The snout-to-vent length of P. erhardii is about 7 cm, and the tail is twice as long. The head is rather wide, and the skin is smooth. The colour and patterning of this species vary a lot. The main colour is typically grey or brown, sometimes green. Females particularly are often striped. On the edges of the back two white stripes border two dark stripes or spotty lines. In the middle of the back may be a dark line. Some males have net-like patterning, where longitudinal and transverse lines and spots mix. The belly and often throat are white, yellow, orange or red, and in the Aegean Islands also green, blue or grey. The belly is never spotty, but sometimes there are blue spots on the hind legs.

==Habitat==
Erhard's wall lizard lives in dry or rocky places with dense, low bushes. It climbs very well. The lizard populations in the Aegean archipelago inhabit open places, like plant-covered dunes, as well.

==Diet==
Erhard's wall lizard eats arthropods, especially insects.

==Reproduction==
P. erhardii mates in spring, and lays eggs at the beginning of the summer.

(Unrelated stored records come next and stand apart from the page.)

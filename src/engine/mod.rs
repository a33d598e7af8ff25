/// ### English
/// Engine internal modules (frame timing, vsync waiter, refresh backends, runtime task gate).
///
/// ### 中文
/// 引擎内部模块（帧时间、vsync waiter、刷新后端、运行时任务闸门）。
pub mod clock;
pub mod config;
pub mod error;
pub mod flags;
pub mod gate;
pub mod microtask;
pub mod refresh;
pub mod time;
pub mod vsync;

pub use clock::{FixedRefreshClock, FrameClock};
pub use config::{BackendHandle, VsyncConfig, build_waiter};
pub use error::{VsyncError, VsyncResult};
pub use gate::{GatePause, NoopTaskGate, TaskGate};
pub use microtask::MicrotaskQueue;
pub use refresh::{
    CompositorSignal, CompositorSignalBackend, FrameScheduler, TestDriver, TestDriverBackend,
    TimerBackend,
};
pub use time::{FrameTimePoint, FrameTimings};
pub use vsync::{
    FireOutcome, PrimaryCallback, SecondaryCallback, SecondaryCallbackRegistry, VsyncBackend,
    VsyncTarget, VsyncWaiter, WaiterState,
};
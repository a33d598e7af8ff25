//! ### English
//! Test-driven vsync backend: records every arm and fires only when told to.
//!
//! ### 中文
//! 测试驱动的 vsync 后端：记录每一次 arm，仅在被要求时 fire。

use std::collections::VecDeque;
use std::sync::Arc;
use std::sync::atomic::{AtomicUsize, Ordering};

use parking_lot::Mutex;

use crate::engine::time::FrameTimings;
use crate::engine::vsync::{FireOutcome, VsyncBackend, VsyncTarget};

#[derive(Default)]
struct DriverShared {
    /// ### English
    /// Tokens in arm order. The lock is released before a token fires.
    ///
    /// ### 中文
    /// 按 arm 顺序排列的令牌；fire 之前会先释放锁。
    pending: Mutex<VecDeque<VsyncTarget>>,
    arms: AtomicUsize,
}

/// ### English
/// Backend half, owned by the waiter.
///
/// ### 中文
/// 后端部分，由 waiter 持有。
pub struct TestDriverBackend {
    shared: Arc<DriverShared>,
}

/// ### English
/// Driver half, kept by the test.
///
/// ### 中文
/// 驱动部分，由测试持有。
#[derive(Clone)]
pub struct TestDriver {
    shared: Arc<DriverShared>,
}

impl TestDriverBackend {
    pub fn new() -> (Self, TestDriver) {
        let shared = Arc::new(DriverShared::default());
        (
            Self {
                shared: shared.clone(),
            },
            TestDriver { shared },
        )
    }
}

impl VsyncBackend for TestDriverBackend {
    fn await_vsync(&self, target: VsyncTarget) {
        self.shared.arms.fetch_add(1, Ordering::SeqCst);
        self.shared.pending.lock().push_back(target);
    }
}

impl TestDriver {
    /// ### English
    /// Total number of `await_vsync` calls received.
    ///
    /// ### 中文
    /// 已收到的 `await_vsync` 调用总数。
    pub fn arm_count(&self) -> usize {
        self.shared.arms.load(Ordering::SeqCst)
    }

    /// ### English
    /// Number of arm tokens not yet fired.
    ///
    /// ### 中文
    /// 尚未 fire 的 arm 令牌数量。
    pub fn pending(&self) -> usize {
        self.shared.pending.lock().len()
    }

    /// ### English
    /// Fires the oldest pending token. Returns `None` when nothing is armed.
    ///
    /// ### 中文
    /// fire 最早的待处理令牌；若未 arm 则返回 `None`。
    pub fn fire_next(&self, timings: FrameTimings) -> Option<FireOutcome> {
        self.fire_next_with(timings, true)
    }

    pub fn fire_next_with(
        &self,
        timings: FrameTimings,
        pause_secondary_tasks: bool,
    ) -> Option<FireOutcome> {
        let target = self.shared.pending.lock().pop_front()?;
        Some(target.fire_with(timings, pause_secondary_tasks))
    }

    /// ### English
    /// Fires every token pending at the time of the call; tokens armed by the callbacks stay pending.
    ///
    /// ### 中文
    /// fire 调用时刻所有待处理的令牌；回调中新 arm 的令牌保持待处理。
    pub fn fire_all(&self, timings: FrameTimings) -> Vec<FireOutcome> {
        let targets: Vec<_> = self.shared.pending.lock().drain(..).collect();
        targets
            .into_iter()
            .map(|target| target.fire(timings))
            .collect()
    }

    /// ### English
    /// Removes and returns the pending tokens without firing them.
    ///
    /// ### 中文
    /// 取出并返回待处理令牌，但不 fire。
    pub fn take_pending(&self) -> Vec<VsyncTarget> {
        self.shared.pending.lock().drain(..).collect()
    }
}
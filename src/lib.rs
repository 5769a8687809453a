mod app_state;
mod config;
pub mod database;
pub mod models;
pub mod routes;
pub use app_state::AppState;
pub use config::Config;
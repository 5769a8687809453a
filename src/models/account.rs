use chrono::NaiveDateTime;
use serde::{Deserialize, Serialize};
use utoipa::ToSchema;

#[derive(Debug, Default, Deserialize, Serialize, Clone, PartialEq, sqlx::FromRow, ToSchema)]
#[serde(rename_all = "camelCase")]
pub struct Account {
    pub id: i32,
    pub first_name: String,
    pub last_name: String,
    pub number: i32,
    pub balance: i32,
    #[schema(value_type = String, example = "2024-05-01T12:30:00.000000")]
    pub created_at: NaiveDateTime,
}
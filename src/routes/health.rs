use crate::models::dto::Message;
use axum::{response::IntoResponse, Json};
use utoipa::OpenApi;
#[derive(OpenApi)]
#[openapi(paths(health_checker_handler))]
/// Defines the OpenAPI spec for the health endpoint
pub struct HealthApi;
#[utoipa::path(
    get,
    path = "/health",
    tag = "HEALTH",
    responses(
        (status = OK, description = "Success", body = Message)
    )
)]
pub async fn health_checker_handler() -> impl IntoResponse {
    Json(Message::new("OK"))
}
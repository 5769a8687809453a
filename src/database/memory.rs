use std::collections::BTreeMap;
use std::sync::atomic::{AtomicUsize, Ordering};

use async_trait::async_trait;
use chrono::Utc;
use tokio::sync::Mutex;

use super::{check_balances, check_transfer, Storage};
use crate::models::{
    dto::{NewAccount, UpdateAccount},
    error::Result,
    Account, Error,
};

/// `Storage` kept in a map, mirroring the column defaults of the `account` table
#[derive(Default)]
pub struct MemoryDatabase {
    rows: Mutex<Rows>,
    /// Number of storage calls served, so tests can assert a request never got this far
    calls: AtomicUsize,
}

#[derive(Default)]
struct Rows {
    accounts: BTreeMap<i32, Account>,
    next_id: i32,
}

impl MemoryDatabase {
    fn touch(&self) {
        self.calls.fetch_add(1, Ordering::SeqCst);
    }

    pub fn call_count(&self) -> usize {
        self.calls.load(Ordering::SeqCst)
    }
}

#[async_trait]
impl Storage for MemoryDatabase {
    async fn init(&self) -> Result<()> {
        Ok(())
    }

    async fn create_account(&self, new_account: &NewAccount) -> Result<Account> {
        self.touch();
        let mut rows = self.rows.lock().await;
        rows.next_id += 1;
        let id = rows.next_id;
        let account = Account {
            id,
            first_name: new_account.first_name.clone(),
            last_name: new_account.last_name.clone(),
            number: id,
            balance: id,
            created_at: Utc::now().naive_utc(),
        };
        rows.accounts.insert(id, account.clone());
        Ok(account)
    }

    async fn get_account_by_id(&self, id: i32) -> Result<Option<Account>> {
        self.touch();
        Ok(self.rows.lock().await.accounts.get(&id).cloned())
    }

    async fn get_accounts(&self) -> Result<Vec<Account>> {
        self.touch();
        Ok(self.rows.lock().await.accounts.values().cloned().collect())
    }

    async fn delete_account(&self, id: i32) -> Result<bool> {
        self.touch();
        Ok(self.rows.lock().await.accounts.remove(&id).is_some())
    }

    async fn update_account(&self, id: i32, changes: &UpdateAccount) -> Result<Option<Account>> {
        self.touch();
        let mut rows = self.rows.lock().await;
        Ok(rows.accounts.get_mut(&id).map(|account| {
            account.first_name = changes.first_name.clone();
            account.last_name = changes.last_name.clone();
            account.clone()
        }))
    }

    async fn transfer(&self, from: i32, to: i32, amount: i32) -> Result<(Account, Account)> {
        self.touch();
        check_transfer(from, to, amount)?;
        let mut rows = self.rows.lock().await;
        let missing = |id: i32| Error::not_found(format!("Account {id} not found"));
        let source = rows.accounts.get(&from).ok_or_else(|| missing(from))?;
        let target = rows.accounts.get(&to).ok_or_else(|| missing(to))?;
        check_balances(source, target, amount)?;

        let mut debited = source.clone();
        let mut credited = target.clone();
        debited.balance -= amount;
        credited.balance += amount;
        rows.accounts.insert(from, debited.clone());
        rows.accounts.insert(to, credited.clone());
        Ok((debited, credited))
    }
}
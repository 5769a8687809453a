use std::time::Duration;

use async_trait::async_trait;
use chrono::Utc;
use sqlx::{postgres::PgPoolOptions, PgPool};
use tracing::{debug, info};

use crate::models::{
    dto::{NewAccount, UpdateAccount},
    error::Result,
    Account, Error,
};

#[cfg(test)]
pub mod memory;

const ACCOUNT_COLUMNS: &str = "id, first_name, last_name, number, balance, created_at";

/// Connects to a PostgreSQL database with the given `db_url`, returning a connection pool for accessing it
pub async fn connect_sqlx(db_url: &str) -> Result<PgPool, sqlx::Error> {
    PgPoolOptions::new()
        .acquire_timeout(Duration::from_secs(2))
        .idle_timeout(Duration::from_secs(30))
        .max_connections(32)
        .min_connections(4)
        .connect(db_url)
        .await
}

/// Data access over the `account` table
#[async_trait]
pub trait Storage: Send + Sync {
    /// Creates the `account` table if it does not exist yet
    async fn init(&self) -> Result<()>;
    async fn create_account(&self, new_account: &NewAccount) -> Result<Account>;
    async fn get_account_by_id(&self, id: i32) -> Result<Option<Account>>;
    async fn get_accounts(&self) -> Result<Vec<Account>>;
    /// `Ok(false)` means no row had this id
    async fn delete_account(&self, id: i32) -> Result<bool>;
    async fn update_account(&self, id: i32, changes: &UpdateAccount) -> Result<Option<Account>>;
    /// Moves `amount` from one balance to another, all or nothing.
    /// Returns the debited and credited accounts, in that order.
    async fn transfer(&self, from: i32, to: i32, amount: i32) -> Result<(Account, Account)>;
}

/// Rejects transfers that can never succeed, before any row is touched
pub fn check_transfer(from: i32, to: i32, amount: i32) -> Result<()> {
    if amount <= 0 {
        return Err(Error::bad_request("transfer amount must be positive"));
    }
    if from == to {
        return Err(Error::bad_request(
            "cannot transfer between the same account",
        ));
    }
    Ok(())
}

/// Checks the locked source and target rows of a transfer
pub fn check_balances(source: &Account, target: &Account, amount: i32) -> Result<()> {
    if source.balance < amount {
        return Err(Error::bad_request(format!(
            "insufficient funds in account {}",
            source.id
        )));
    }
    if target.balance.checked_add(amount).is_none() {
        return Err(Error::bad_request(format!(
            "balance of account {} would overflow",
            target.id
        )));
    }
    Ok(())
}

pub struct PostgreDatabase {
    sqlx_db: PgPool,
}

impl PostgreDatabase {
    pub fn new(sqlx_db: PgPool) -> Self {
        PostgreDatabase { sqlx_db }
    }
}

#[async_trait]
impl Storage for PostgreDatabase {
    async fn init(&self) -> Result<()> {
        sqlx::query(
            r#"
            CREATE TABLE IF NOT EXISTS account(
                id serial primary key,
                first_name varchar(50),
                last_name varchar(50),
                number serial,
                balance serial,
                created_at timestamp
            )
            "#,
        )
        .execute(&self.sqlx_db)
        .await?;
        info!("account table ready");
        Ok(())
    }

    /// Insert a new account; id, number and balance come from the column defaults
    async fn create_account(&self, new_account: &NewAccount) -> Result<Account> {
        let account = sqlx::query_as::<_, Account>(&format!(
            r#"
            INSERT INTO account (first_name, last_name, created_at)
            VALUES ($1, $2, $3)
            RETURNING {ACCOUNT_COLUMNS}
            "#
        ))
        .bind(&new_account.first_name)
        .bind(&new_account.last_name)
        .bind(Utc::now().naive_utc())
        .fetch_one(&self.sqlx_db)
        .await?;
        Ok(account)
    }

    /// Get an account by ID
    async fn get_account_by_id(&self, id: i32) -> Result<Option<Account>> {
        let row = sqlx::query_as::<_, Account>(&format!(
            "SELECT {ACCOUNT_COLUMNS} FROM account WHERE id = $1"
        ))
        .bind(id)
        .fetch_optional(&self.sqlx_db)
        .await?;
        Ok(row)
    }

    async fn get_accounts(&self) -> Result<Vec<Account>> {
        let rows = sqlx::query_as::<_, Account>(&format!(
            "SELECT {ACCOUNT_COLUMNS} FROM account ORDER BY id"
        ))
        .fetch_all(&self.sqlx_db)
        .await?;
        Ok(rows)
    }

    async fn delete_account(&self, id: i32) -> Result<bool> {
        let result = sqlx::query("DELETE FROM account WHERE id = $1")
            .bind(id)
            .execute(&self.sqlx_db)
            .await?;
        Ok(result.rows_affected() > 0)
    }

    async fn update_account(&self, id: i32, changes: &UpdateAccount) -> Result<Option<Account>> {
        let row = sqlx::query_as::<_, Account>(&format!(
            r#"
            UPDATE account
            SET first_name = $1,
                last_name = $2
            WHERE id = $3
            RETURNING {ACCOUNT_COLUMNS}
            "#
        ))
        .bind(&changes.first_name)
        .bind(&changes.last_name)
        .bind(id)
        .fetch_optional(&self.sqlx_db)
        .await?;
        Ok(row)
    }

    async fn transfer(&self, from: i32, to: i32, amount: i32) -> Result<(Account, Account)> {
        check_transfer(from, to, amount)?;

        // Dropping `tx` without commit rolls everything back
        let mut tx = self.sqlx_db.begin().await?;

        // Lock in id order so concurrent opposite transfers cannot deadlock
        let locked = sqlx::query_as::<_, Account>(&format!(
            "SELECT {ACCOUNT_COLUMNS} FROM account WHERE id = ANY($1) ORDER BY id FOR UPDATE"
        ))
        .bind(vec![from, to])
        .fetch_all(&mut *tx)
        .await?;

        let find = |id: i32| {
            locked
                .iter()
                .find(|account| account.id == id)
                .ok_or_else(|| Error::not_found(format!("Account {id} not found")))
        };
        check_balances(find(from)?, find(to)?, amount)?;

        let update = format!(
            "UPDATE account SET balance = balance + $1 WHERE id = $2 RETURNING {ACCOUNT_COLUMNS}"
        );
        let debited = sqlx::query_as::<_, Account>(&update)
            .bind(-amount)
            .bind(from)
            .fetch_one(&mut *tx)
            .await?;
        let credited = sqlx::query_as::<_, Account>(&update)
            .bind(amount)
            .bind(to)
            .fetch_one(&mut *tx)
            .await?;

        tx.commit().await?;
        debug!(from, to, amount, "transfer committed");
        Ok((debited, credited))
    }
}
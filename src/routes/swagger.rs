use crate::models::dto;
use utoipa::OpenApi;
use utoipa_swagger_ui::SwaggerUi;

#[derive(OpenApi)]
#[openapi(info(
    title = "Accounts API",
    description = "Create, list, fetch, update and delete bank accounts, and transfer balance between them",
))]
struct Api;

/// Constructs the route on the API that renders the swagger UI and returns the OpenAPI schema.
/// Merges in OpenAPI definitions from the [dto] package and the route submodules.
pub fn build_documentation() -> SwaggerUi {
    let mut api_docs = Api::openapi();
    api_docs.merge(dto::OpenApiSchemas::openapi());
    api_docs.merge(super::health::HealthApi::openapi());
    api_docs.merge(super::account::AccountsApi::openapi());
    api_docs.merge(super::transfer::TransferApi::openapi());

    SwaggerUi::new("/swagger-ui").url("/api-docs/openapi.json", api_docs)
}
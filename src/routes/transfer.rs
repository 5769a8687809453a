use std::sync::Arc;

use axum::{
    extract::{rejection::JsonRejection, State},
    routing::post,
    Json, Router,
};
use tracing::info;
use utoipa::OpenApi;

use crate::{
    models::{
        dto::{ErrorMessage, TransferRequest, TransferResponse},
        Error,
    },
    AppState,
};

/// Defines the OpenAPI spec for transfer endpoints
#[derive(OpenApi)]
#[openapi(paths(transfer_handler))]
pub struct TransferApi;

pub const TRANSFER_API_GROUP: &str = "TRANSFER";

pub fn transfer_routes() -> Router<Arc<AppState>> {
    Router::new().route("/transfer", post(transfer_handler))
}

/// Moves balance from one account to another in a single transaction
#[utoipa::path(
    post,
    path = "/transfer",
    tag = TRANSFER_API_GROUP,
    request_body = TransferRequest,
    responses(
        (status = 200, description = "Transfer committed", body = TransferResponse),
        (status = 400, description = "Invalid amount or insufficient funds", body = ErrorMessage),
        (status = 404, description = "One of the accounts does not exist", body = ErrorMessage),
    )
)]
pub async fn transfer_handler(
    State(state): State<Arc<AppState>>,
    body: Result<Json<TransferRequest>, JsonRejection>,
) -> Result<Json<TransferResponse>, Error> {
    let Json(body) = body?;
    let (from_account, to_account) = state
        .db
        .transfer(body.from_account, body.to_account, body.amount)
        .await?;

    info!(
        from = body.from_account,
        to = body.to_account,
        amount = body.amount,
        "transfer completed"
    );
    Ok(Json(TransferResponse {
        from_account,
        to_account,
        amount: body.amount,
    }))
}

The young lizards hatch in September, then measuring 3 cm.

==Behaviour==
P. erhardii chooses backgrounds that match its colour to enhance camouflage against avian predators in its natural habitat.

==Subspecies==
Although 28 subspecies of P. erhardii have been described and considered valid, Sindaco & Jeremčenko (2008) consider only four subspecies to be valid, including the nominotypical subspecies.
- Podarcis erhardii erhardii (Bedriaga, 1882)
- Podarcis erhardii livadiacus (F. Werner, 1902)
- Podarcis erhardii riveti (Chabanaud, 1919)
- Podarcis erhardii thessalicus (Cyrén, 1941)
- Podarcis erhardii ruthvenii (Werner, 1930)
Nota bene: A trinomial authority in parentheses indicates that the subspecies was originally described in a genus other than Podarcis.